This article repeats a meme, but is total BS. It's similar to saying "the hidden costs of being a founder" and then stating that if you do ever make a successful exit, you will have a lot of your time wasted by having to select bedlinen and other hidden costs of having made an exit. (the hidden cost to being a founder - you will be forced to work unpaid hours shopping for luxury bedlinen. so consider carefully.) Well guess what: that's not real technical (or founder) debt!
The idea of calling this stuff technical debt is simply laughable. there's no debt. you don't owe shit.
hint: if you code something up in 20 minutes you still don't have to do all that other stuff, you can just ignore it, and throw away the twenty minutes of code if it's not better than not having it. if you become a millionaire you don't have to do all that stuff, you can just ignore it.

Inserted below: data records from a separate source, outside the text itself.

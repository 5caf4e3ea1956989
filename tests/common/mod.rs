//! Common test utilities for SixDegrees integration tests
//!
//! Graph fixtures, a seeded random graph generator and an independent
//! person-to-person BFS used as the reference distance.

pub mod graph_builder;
pub mod reference;

pub use graph_builder::{random_graph, scenario, RandomGraphConfig};
pub use reference::{reference_distance, validate_chain};
//! Loose name matching for person lookup

/// A case-insensitive name pattern.
///
/// Query text is split on whitespace and punctuation into literal fragments;
/// a name matches when every fragment occurs in it, in order, with anything
/// in between. `"james t. kirk"` therefore matches `"Captain James T. Kirk"`.
#[derive(Debug, Clone, PartialEq, Eq)]
pub struct NamePattern {
    fragments: Vec<String>,
}

impl NamePattern {
    pub fn parse(text: &str) -> Self {
        let fragments = text
            .split(|c: char| !c.is_alphanumeric())
            .filter(|f| !f.is_empty())
            .map(str::to_lowercase)
            .collect();
        Self { fragments }
    }

    /// True when the query text held no literal fragments at all
    pub fn is_empty(&self) -> bool {
        self.fragments.is_empty()
    }

    /// Check a display name against the pattern.
    ///
    /// An empty pattern matches nothing.
    pub fn matches(&self, name: &str) -> bool {
        if self.fragments.is_empty() {
            return false;
        }

        let haystack = name.to_lowercase();
        let mut rest = haystack.as_str();
        for fragment in &self.fragments {
            match rest.find(fragment.as_str()) {
                Some(pos) => rest = &rest[pos + fragment.len()..],
                None => return false,
            }
        }
        true
    }
}
//! SixDegrees CLI: degrees of separation from the command line.
//!
//! Usage:
//!   sixdegrees query <START> <END> [--json] [--db path | --graph-json file]
//!   sixdegrees play [--anchor NAME]
//!   sixdegrees list

use clap::{Parser, Subcommand};
use sixdegrees::{
    Connection, GraphId, JsonSource, SearchConfig, SixDegrees, SnapshotSource, SqliteSource,
};
use std::io::{BufRead, Write};
use std::path::PathBuf;
use tracing_subscriber::EnvFilter;

const GRAPH: &str = "main";

#[derive(Parser)]
#[command(
    name = "sixdegrees",
    version,
    about = "Degrees of separation through shared episodes and films"
)]
struct Cli {
    #[command(subcommand)]
    command: Commands,
    /// Path to SQLite database file (defaults to $SIXDEGREES_DB, then the data dir)
    #[arg(long, global = true, conflicts_with = "graph_json")]
    db: Option<PathBuf>,
    /// Load the graph from a JSON document instead of SQLite
    #[arg(long, global = true)]
    graph_json: Option<PathBuf>,
    /// YAML search config (denylist, max_expansions, max_depth)
    #[arg(long, global = true)]
    config: Option<PathBuf>,
}

#[derive(Subcommand)]
enum Commands {
    /// Find the chain connecting two people
    Query {
        /// Where the chain starts
        start: String,
        /// Where the chain ends
        end: String,
        /// Print the outcome as JSON
        #[arg(long)]
        json: bool,
    },
    /// Interactive game: how far is everyone from the anchor?
    Play {
        /// Person every answer is measured from
        #[arg(long, default_value = "Captain James T. Kirk")]
        anchor: String,
    },
    /// List all people in the graph
    List,
}

/// Get the default database path (~/.local/share/sixdegrees/star_trek.sqlite)
fn default_db_path() -> PathBuf {
    if let Some(path) = std::env::var_os("SIXDEGREES_DB") {
        return PathBuf::from(path);
    }
    let data_dir = dirs::data_dir()
        .unwrap_or_else(|| dirs::home_dir().unwrap_or_default().join(".local/share"));
    data_dir.join("sixdegrees").join("star_trek.sqlite")
}

fn init_logging() {
    let filter = EnvFilter::try_from_default_env()
        .unwrap_or_else(|_| EnvFilter::new("sixdegrees=warn"));
    tracing_subscriber::fmt()
        .with_env_filter(filter)
        .with_writer(std::io::stderr)
        .init();
}

fn open_engine(cli: &Cli) -> Result<SixDegrees, String> {
    let config = match &cli.config {
        Some(path) => SearchConfig::load(path)
            .map_err(|e| format!("Failed to read config '{}': {}", path.display(), e))?,
        None => SearchConfig::default(),
    };

    let source: Box<dyn SnapshotSource> = match &cli.graph_json {
        Some(path) => Box::new(
            JsonSource::open(path)
                .map_err(|e| format!("Failed to read '{}': {}", path.display(), e))?,
        ),
        None => {
            let db_path = cli.db.clone().unwrap_or_else(default_db_path);
            Box::new(
                SqliteSource::open(&db_path)
                    .map_err(|e| format!("Failed to open database: {}", e))?,
            )
        }
    };

    let engine = SixDegrees::with_config(config);
    engine
        .load(GRAPH, source.as_ref())
        .map_err(|e| format!("Failed to load graph: {}", e))?;
    Ok(engine)
}

/// Display name for what the user typed, falling back to the raw text
fn display_name(engine: &SixDegrees, text: &str) -> String {
    engine
        .resolve(&GraphId::from(GRAPH), text)
        .ok()
        .flatten()
        .map(|p| p.name)
        .unwrap_or_else(|| text.to_string())
}

fn print_steps(from: &str, connection: &Connection) {
    let mut previous = from.to_string();
    for step in connection.steps() {
        println!(
            "\t{} was in {} with {}.",
            previous, step.event.title, step.person.name
        );
        previous = step.person.name.clone();
    }
}

fn cmd_query(engine: &SixDegrees, start: &str, end: &str, json: bool) -> i32 {
    let connection = match engine.find_connection(&GraphId::from(GRAPH), start, end) {
        Ok(c) => c,
        Err(e) => {
            eprintln!("Error: {}", e);
            return 1;
        }
    };

    if json {
        return match serde_json::to_string_pretty(&connection) {
            Ok(text) => {
                println!("{}", text);
                0
            }
            Err(e) => {
                eprintln!("Error: {}", e);
                1
            }
        };
    }

    let start_name = display_name(engine, start);
    let end_name = display_name(engine, end);
    match connection.degrees() {
        Some(0) => println!("{} and {} are the same person.", start_name, end_name),
        Some(n) => {
            println!("{} and {} are {} degree(s) apart.", start_name, end_name, n);
            print_steps(&start_name, &connection);
        }
        None => println!("No connection between {} and {}.", start_name, end_name),
    }
    0
}

fn cmd_play(engine: &SixDegrees, anchor: &str) -> i32 {
    let graph = GraphId::from(GRAPH);
    let anchor_name = match engine.resolve(&graph, anchor) {
        Ok(Some(person)) => person.name,
        Ok(None) => {
            eprintln!("Error: '{}' is not in the graph", anchor);
            return 1;
        }
        Err(e) => {
            eprintln!("Error: {}", e);
            return 1;
        }
    };
    let number = anchor_name
        .split_whitespace()
        .last()
        .unwrap_or(anchor_name.as_str())
        .to_string();

    let stdin = std::io::stdin();
    let mut lines = stdin.lock().lines();
    loop {
        print!("Please enter character name (or press Enter to exit): ");
        if std::io::stdout().flush().is_err() {
            return 1;
        }

        let line = match lines.next() {
            Some(Ok(line)) => line,
            Some(Err(e)) => {
                eprintln!("Error: {}", e);
                return 1;
            }
            None => String::new(),
        };
        let name = line.trim();
        if name.is_empty() {
            println!("Thank you for playing!");
            return 0;
        }

        match engine.find_connection(&graph, anchor_name.as_str(), name) {
            Ok(connection) => {
                let shown = display_name(engine, name);
                match connection.degrees() {
                    Some(n) => {
                        println!("{} has a {} Number of {}.", shown, number, n);
                        print_steps(&anchor_name, &connection);
                    }
                    None => println!("{} has a {} Number of Infinity.", shown, number),
                }
            }
            Err(e) => eprintln!("Error: {}", e),
        }
        println!();
    }
}

fn cmd_list(engine: &SixDegrees) -> i32 {
    let Some(store) = engine.snapshot(&GraphId::from(GRAPH)) else {
        eprintln!("Error: graph not loaded");
        return 1;
    };
    if store.person_count() == 0 {
        println!("No people loaded.");
        return 0;
    }
    println!("{:<16}  {:<40}  {:>6}", "ID", "NAME", "EVENTS");
    println!("{}", "-".repeat(66));
    for (_, person) in store.all_persons() {
        println!(
            "{:<16}  {:<40}  {:>6}",
            person.id.as_str(),
            person.name,
            person.events().len()
        );
    }
    0
}

fn main() {
    init_logging();
    let cli = Cli::parse();

    let engine = match open_engine(&cli) {
        Ok(e) => e,
        Err(e) => {
            eprintln!("Error: {}", e);
            std::process::exit(1);
        }
    };

    let code = match &cli.command {
        Commands::Query { start, end, json } => cmd_query(&engine, start, end, *json),
        Commands::Play { anchor } => cmd_play(&engine, anchor),
        Commands::List => cmd_list(&engine),
    };
    std::process::exit(code);
}
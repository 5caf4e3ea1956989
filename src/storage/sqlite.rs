//! SQLite snapshot source

use super::traits::{SnapshotSource, StorageError, StorageResult};
use crate::graph::{EntityStore, EventId, PersonId, StoreBuilder};
use rusqlite::Connection;
use std::collections::HashMap;
use std::path::{Path, PathBuf};
use std::sync::Mutex;

/// Reads the character/appearance tables written by the ingestion pipeline.
///
/// Layout:
/// - `character(id, role_id, name)`: persons; `role_id` is the stable id
/// - `appearance(id, title, kind)`: events
/// - `character_appearance(character_id, appearance_id)`: memberships
///
/// Rows are read in primary-key order, which becomes the store's insertion
/// order. Thread-safe via internal mutex on the connection.
pub struct SqliteSource {
    conn: Mutex<Connection>,
    path: Option<PathBuf>,
}

impl SqliteSource {
    /// Create the tables when missing. Existing data is left untouched.
    fn init_schema(conn: &Connection) -> StorageResult<()> {
        conn.execute_batch(
            r#"
            CREATE TABLE IF NOT EXISTS character (
                id INTEGER PRIMARY KEY,
                role_id TEXT UNIQUE,
                name TEXT
            );

            CREATE TABLE IF NOT EXISTS appearance (
                id INTEGER PRIMARY KEY,
                title TEXT,
                kind TEXT
            );

            CREATE TABLE IF NOT EXISTS character_appearance (
                character_id INTEGER REFERENCES character(id),
                appearance_id INTEGER REFERENCES appearance(id)
            );
            "#,
        )?;
        Ok(())
    }

    /// Open or create a database at the given path
    pub fn open(path: impl AsRef<Path>) -> StorageResult<Self> {
        if let Some(parent) = path.as_ref().parent() {
            if !parent.as_os_str().is_empty() {
                std::fs::create_dir_all(parent)?;
            }
        }

        let conn = Connection::open(path.as_ref())?;
        Self::init_schema(&conn)?;

        Ok(Self {
            conn: Mutex::new(conn),
            path: Some(path.as_ref().to_path_buf()),
        })
    }

    /// Create an in-memory database (useful for testing)
    pub fn open_in_memory() -> StorageResult<Self> {
        let conn = Connection::open_in_memory()?;
        Self::init_schema(&conn)?;

        Ok(Self {
            conn: Mutex::new(conn),
            path: None,
        })
    }

    fn lock(&self) -> std::sync::MutexGuard<'_, Connection> {
        // a panic while holding the lock cannot leave a read-only connection inconsistent
        self.conn.lock().unwrap_or_else(|poisoned| poisoned.into_inner())
    }

    fn read(&self, conn: &Connection) -> StorageResult<EntityStore> {
        let mut builder = StoreBuilder::new().with_source(self.describe());

        let mut persons: HashMap<i64, PersonId> = HashMap::new();
        let mut stmt = conn.prepare("SELECT id, role_id, name FROM character ORDER BY id")?;
        let rows = stmt.query_map([], |row| {
            Ok((
                row.get::<_, i64>(0)?,
                row.get::<_, Option<String>>(1)?,
                row.get::<_, Option<String>>(2)?,
            ))
        })?;
        for row in rows {
            let (row_id, role_id, name) = row?;
            let id = PersonId::from(role_id.unwrap_or_else(|| format!("character:{}", row_id)));
            let name = name.unwrap_or_else(|| id.to_string());
            builder.person(id.clone(), &name)?;
            persons.insert(row_id, id);
        }

        let mut events: HashMap<i64, EventId> = HashMap::new();
        let mut stmt = conn.prepare("SELECT id, title, kind FROM appearance ORDER BY id")?;
        let rows = stmt.query_map([], |row| {
            Ok((
                row.get::<_, i64>(0)?,
                row.get::<_, Option<String>>(1)?,
                row.get::<_, Option<String>>(2)?,
            ))
        })?;
        for row in rows {
            let (row_id, title, kind) = row?;
            let id = EventId::from(format!("appearance:{}", row_id));
            builder.event(
                id.clone(),
                title.as_deref().unwrap_or_default(),
                kind.as_deref().unwrap_or_default(),
            )?;
            events.insert(row_id, id);
        }

        let mut stmt = conn.prepare(
            "SELECT character_id, appearance_id FROM character_appearance ORDER BY rowid",
        )?;
        let rows = stmt.query_map([], |row| Ok((row.get::<_, i64>(0)?, row.get::<_, i64>(1)?)))?;
        for row in rows {
            let (character_id, appearance_id) = row?;
            let person = persons.get(&character_id).ok_or(StorageError::DanglingRow {
                table: "character",
                id: character_id,
            })?;
            let event = events.get(&appearance_id).ok_or(StorageError::DanglingRow {
                table: "appearance",
                id: appearance_id,
            })?;
            builder.membership(person.clone(), event.clone())?;
        }

        Ok(builder.build())
    }
}

impl SnapshotSource for SqliteSource {
    fn load(&self) -> StorageResult<EntityStore> {
        let conn = self.lock();
        let store = self.read(&conn)?;
        tracing::info!(
            source = %self.describe(),
            persons = store.person_count(),
            events = store.event_count(),
            "loaded snapshot from sqlite"
        );
        Ok(store)
    }

    fn describe(&self) -> String {
        match &self.path {
            Some(path) => path.display().to_string(),
            None => ":memory:".to_string(),
        }
    }
}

Let me put it another way. Say you're an MBA who can't code anything but excel formulas, yet you figured out how to get excel and powerpoint onto the web as a web app (wat). you create something and get 5,000 paying users and raise a $500,000 investment.
Have you created technical debt? No. You're at the same square as if someone gave you $500,000 to spend on developers against your mockups, except that you've validated them as well. There's no debt here. This article had it right:
The people that call this scenario (excel on the web) technical debt, think that somehow the MBA 'borrowed' the web app from a real dev, and now owes it in real development costs. That's a wrong way to think about it. In fact it's a ridiculous way to think about it.
I think you're arguing against people using the phrase "technical debt" as a criticism, but those people are missing the point.
Technical debt isn't a perfect metaphor, but there's an aspect of it I think you're neglecting - the interest payments.
The point about debt isn't that you'll have to pay it back [1], but that you pay an ongoing cost until you do. In the technical debt case, the ongoing cost is opportunity cost - the initial quick hack may make it harder to evolve the code, or you may have to spend time fixing bugs instead of adding features.
As with financial debt, if that ongoing cost doesn't matter - because the payoff outweighs the compounded ongoing cost, or because you can offset the ongoing cost with other sources of cash flow / bandwidth - then taking the debt was the right call.
If you abandon the project (declare bankruptcy) then you never have to pay off the debt :)
If you "make it big", though, someone eventually will want to pay it off. Either you make it big by becoming a successful business, in which case your time horizon extends, and at some point the interest payments compound enough that you don't want to pay them any more. Or you sell to someone else, in which case they have the same problem, and (if they're smart) they should have paid you less because you sold them a liability along with an asset.
[1] Most financial debt has a maturity date, so eventually you do have to pay it back, although not if your lender is willing to indefinitely roll over. Technical debt generally has no maturity date, so you really don't have to ever pay it back!
nothing personal, but turns out you happen to be totally wrong. :) we can just look through examples until you realize this.
It is like saying if I sell you a luxury mansion in the Hamptons that comes with nice hedges, for $1, I've really sold you an $800 interest payment, since you'll want to keep paying a gardener to trim the hedges, since if you don't it will hurt the price of your property long-term. you want to retain the value.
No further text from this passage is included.